Karen Gleason is the Associate Dean of Engineering for Research, the Alexander and I. Michael Kasser Professor of Chemical Engineering, and associate director of the Institute for Soldier Nanotechnology (ISN) at MIT. Gleason was named associate dean of engineering for research in April 2008. She is the first faculty member to occupy this position, which was created in 2008 in response to the strong recommendation from the faculty search advisory committee for the dean of engineering. Gleason will coordinate the research activities of the school's academic units, centers, laboratories and programs and will also serve as the school's administrative contact person for interfaces with the research units administered by the Office of the Vice President for Research.

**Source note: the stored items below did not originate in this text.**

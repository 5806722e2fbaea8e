use anyhow::{Context, Result};
use binstat_histogram::{histogram_from_values, summarize_records, AxisScale};
use binstat_io::{read_means, write_histogram, write_mean_variance, CompareConfig};
use clap::Args;
use std::path::PathBuf;
use tracing::info;

#[derive(Args)]
pub struct SummarizeArgs {
    /// Parent of the comparison output directories
    #[arg(long)]
    pub plotdir: PathBuf,

    /// Comparison output directories under the plot directory
    #[arg(long, num_args = 1.., required = true)]
    pub subdirs: Vec<String>,

    /// Output directory
    #[arg(long)]
    pub outdir: PathBuf,
}

pub fn run(args: &SummarizeArgs, config: &CompareConfig) -> Result<()> {
    let mut records = Vec::new();
    for subdir in &args.subdirs {
        let path = args
            .plotdir
            .join(subdir)
            .join(&config.plots_subdir)
            .join(&config.means_file);
        let mut read = read_means(&path, &config.separator)
            .with_context(|| format!("failed to read {}", path.display()))?;
        records.append(&mut read);
    }

    let summary = summarize_records(&records);
    let outplots = args.outdir.join(&config.plots_subdir);
    std::fs::create_dir_all(&outplots)
        .with_context(|| format!("failed to create {}", outplots.display()))?;

    let path = outplots.join("mean-variance.csv");
    write_mean_variance(&path, &summary).with_context(|| format!("failed to write {}", path.display()))?;

    let hist = histogram_from_values(&summary.normalized_means, config.summary_bins, AxisScale::Linear)
        .with_name("normalized-means")
        .with_xtitle("(x_i - mu) / sigma_i");
    let path = outplots.join("normalized-means.csv");
    write_histogram(&path, &hist).with_context(|| format!("failed to write {}", path.display()))?;

    info!(
        "summarized {} variables, normalized mean sigma = {}",
        records.len(),
        summary.normalized_std_dev()
    );
    Ok(())
}
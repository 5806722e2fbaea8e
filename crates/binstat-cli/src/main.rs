//! binstat CLI

use anyhow::{Context, Result};
use binstat_io::CompareConfig;
use clap::{Parser, Subcommand};
use std::path::PathBuf;
use tracing_subscriber::EnvFilter;

mod compare;
mod summarize;

#[derive(Parser)]
#[command(name = "binstat")]
#[command(about = "binstat - compare histograms across result directories")]
#[command(version)]
struct Cli {
    /// Log verbosity level (trace, debug, info, warn, error); RUST_LOG takes precedence
    #[arg(long, global = true, default_value = "warn")]
    log_level: tracing::Level,

    /// JSON run configuration; unset keys keep their defaults
    #[arg(long, global = true)]
    config: Option<PathBuf>,

    #[command(subcommand)]
    command: Commands,
}

#[derive(Subcommand)]
enum Commands {
    /// Aggregate the histograms shared by several result directories
    Compare(compare::CompareArgs),

    /// Summarize mean records written by earlier comparisons
    Summarize(summarize::SummarizeArgs),
}

fn main() -> Result<()> {
    let cli = Cli::parse();

    let filter = EnvFilter::try_from_default_env()
        .unwrap_or_else(|_| EnvFilter::new(cli.log_level.to_string().to_lowercase()));
    tracing_subscriber::fmt().with_env_filter(filter).with_target(false).init();

    let config = match &cli.config {
        Some(path) => CompareConfig::load(path)
            .with_context(|| format!("failed to load config {}", path.display()))?,
        None => CompareConfig::default(),
    };

    match cli.command {
        Commands::Compare(args) => compare::run(&args, &config),
        Commands::Summarize(args) => summarize::run(&args, &config),
    }
}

Her group's research centers on the discovery of new vapor phase synthetic methods for polymeric thin films. The concept of initiated chemical vapor deposition and oxidative chemical vapor deposition has given rise to a variety of new organic thin films with biopassivation, antimicrobial, electrical, and optical functionality. The approach is to exploit specific chemical strategies for achieving rapid deposition at room temperature in the absence of solvents, features that render this class of surface modification compatible with virtually any substrate. Her group's work on chemical vapor deposition to create ultrahydrophobic surfaces was featured in the November 2003 issue of Technology Review and on NBC in August 2003.

She has authored more than 150 publications. From 2001 to 2004, she served as executive officer (vice-chair) of the Chemical Engineering Department. In 2001, she cofounded GVD Corporation, a company based in Cambridge, MA, which commercializes the technology developed in her MIT laboratory. In 2006, she was awarded the Donders Visiting Professorship Chair in the Department of Physics at Utrecht University in the Netherlands.

Gleason received her B.S. in Chemistry and M.S. in Chemical Engineering at MIT and her Ph.D. in Chemical Engineering at the University of California at Berkeley. While an MIT undergraduate, she earned NCAA Division III All-American honors in swimming. After joining the faculty at MIT in 1987, she received both the NSF Presidential Young Investigator and ONR Young Investigators Program awards.